By way of interim relief to journalist and BJP leader S. Ve. Shekhar, the Supreme Court vacation bench of Justices A. M. Khanwilkar and Navin Sinha, on Tuesday, directed that no coercive action may be initiated against him in connection with the FIR registered under sections 504, 505(1)(c) and 509 of the IPC and section 4 of the Tamil Nadu Prohibition of Women Harassment Act for allegedly sharing a derogatory Facebook post on women journalists.
The bench issued notice to the state of Tamil Nadu on his SLP, arising out of the May 10 judgment of the Madras High Court refusing his anticipatory bail plea, holding that sharing or forwarding of a message in social media equals the acceptance and endorsement of the view expressed therein. The matter will now be heard on June 1.
“My house has been vandalised...the next day, the FIR was filed...Your Lordships may allow me to be protected in the interim...else, this petition will become infructuous...”, prayed the Advocate appearing on behalf of the petitioner on Tuesday.
In the impugned judgment, the High Court had observed, “No one has any right to abuse women, and if done, it is a violation of rights. When calling a person with community name itself is a crime, using such unparliamentarily words is more heinous...Words are more powerful than acts...When a celebrity-like person forwards such messages, the common public will believe that these types of things are going on...”

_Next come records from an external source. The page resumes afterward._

//! Configuration management subsystem.
//!
//! # Data Flow
//! ```text
//! defaults (schema.rs)
//!     → optional TOML file (loader.rs)
//!     → CLI overrides (cli.rs)
//!     → validation.rs (required files exist, addresses parse)
//!     → ServerConfig (validated, immutable)
//!     → shared via Arc with every request handler
//! ```
//!
//! # Design Decisions
//! - Config is immutable once the listener starts; no locking around it
//! - All fields have defaults to allow minimal or absent config files
//! - Validation separates syntactic (serde) from semantic checks

pub mod loader;
pub mod schema;
pub mod validation;

pub use loader::{check_config, load_config, ConfigError};
pub use schema::{
    AckConfig, LimitsConfig, ListenerConfig, PageConfig, RelayConfig, ServerConfig, ServiceKind,
    TlsConfig, TlsVersion,
};
pub use validation::ValidationError;
//! Structured logging.
//!
//! # Responsibilities
//! - Initialize the tracing subscriber once per process
//! - Pick the log level from the verbosity flag unless `RUST_LOG` is set
//!
//! # Design Decisions
//! - Uses tracing crate for structured logging
//! - Diagnostics go to stderr, the operator channel
//! - Payload echoes are `debug` events, visible only when verbose

use tracing_subscriber::{layer::SubscriberExt, util::SubscriberInitExt, EnvFilter};

/// Filter used when `RUST_LOG` is not set.
pub fn default_filter(verbose: bool) -> &'static str {
    if verbose {
        "cmd_relay=debug,tower_http=debug"
    } else {
        "cmd_relay=info"
    }
}

/// Install the global subscriber. Later calls are ignored.
pub fn init_logging(verbose: bool) {
    let filter =
        EnvFilter::try_from_default_env().unwrap_or_else(|_| default_filter(verbose).into());

    let _ = tracing_subscriber::registry()
        .with(filter)
        .with(tracing_subscriber::fmt::layer().with_writer(std::io::stderr))
        .try_init();
}
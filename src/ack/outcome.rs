//! Acknowledgment outcomes and the decision function.

/// Number of equally likely tokens drawn per randomized decision.
pub const TOKEN_RANGE: u8 = 6;

/// What the simulated acknowledger answers.
#[derive(Debug, Clone, Copy, PartialEq, Eq, Hash)]
pub enum AckOutcome {
    /// Immediate positive acknowledgment.
    Ack,
    /// Immediate negative acknowledgment.
    Nack,
    /// Positive acknowledgment after the configured delay.
    DelayedAck,
}

impl AckOutcome {
    /// Text written as the response body once the outcome resolves.
    pub fn body(&self) -> &'static str {
        match self {
            AckOutcome::Ack | AckOutcome::DelayedAck => "ACK",
            AckOutcome::Nack => "NACK",
        }
    }

    pub fn is_delayed(&self) -> bool {
        matches!(self, AckOutcome::DelayedAck)
    }
}

impl std::fmt::Display for AckOutcome {
    fn fmt(&self, f: &mut std::fmt::Formatter<'_>) -> std::fmt::Result {
        match self {
            AckOutcome::Ack => write!(f, "ack"),
            AckOutcome::Nack => write!(f, "nack"),
            AckOutcome::DelayedAck => write!(f, "delayed-ack"),
        }
    }
}

/// Map a token in `0..TOKEN_RANGE` to an outcome: 0 acks, 1 nacks, the rest delay.
fn outcome_for_token(token: u8) -> AckOutcome {
    match token {
        0 => AckOutcome::Ack,
        1 => AckOutcome::Nack,
        _ => AckOutcome::DelayedAck,
    }
}

/// Decide how to acknowledge an event.
///
/// `draw` yields a token in `0..TOKEN_RANGE`; it is not called when the ACK is forced.
pub fn decide(forced_ack: bool, draw: impl FnOnce() -> u8) -> AckOutcome {
    if forced_ack {
        return AckOutcome::Ack;
    }
    outcome_for_token(draw())
}
//! HTTP protocol handling subsystem.
//!
//! # Data Flow
//! ```text
//! TCP/TLS connection (one task per connection)
//!     → server.rs (Axum setup, middleware)
//!     → request.rs (request ID, body draining)
//!     → handlers.rs (route lookup, page / command / ack behavior)
//!     → response.rs (content types, 404 mapping)
//!     → Send to client
//! ```

pub mod handlers;
pub mod request;
pub mod response;
pub mod server;

pub use response::DispatchError;
pub use server::{AppState, HttpServer};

The bench had also noted, “there cannot be any harsher words than this which portraits that all working women coming up in life are sacrificing their chastity. The future of such working women is at stake. Instead of wiping out the wrong impression about working women among the public these words create fear and anxiety among people who want to pursue a career. After seeing these forwarded words from a person who is popular and has lot of connections with media people for long, the public will look at every working woman with a suspicious eye...”
The present petitioner had contended before the High Court that he had received the concerned message from a friend and, under the bona fide impression, the message being from one who usually forwarded “good and patriotic messages”, he had forwarded the same without reading the contents and knowing its nature. Subsequently, he had deleted the post as it was not at all acceptable to him and condemnable in nature.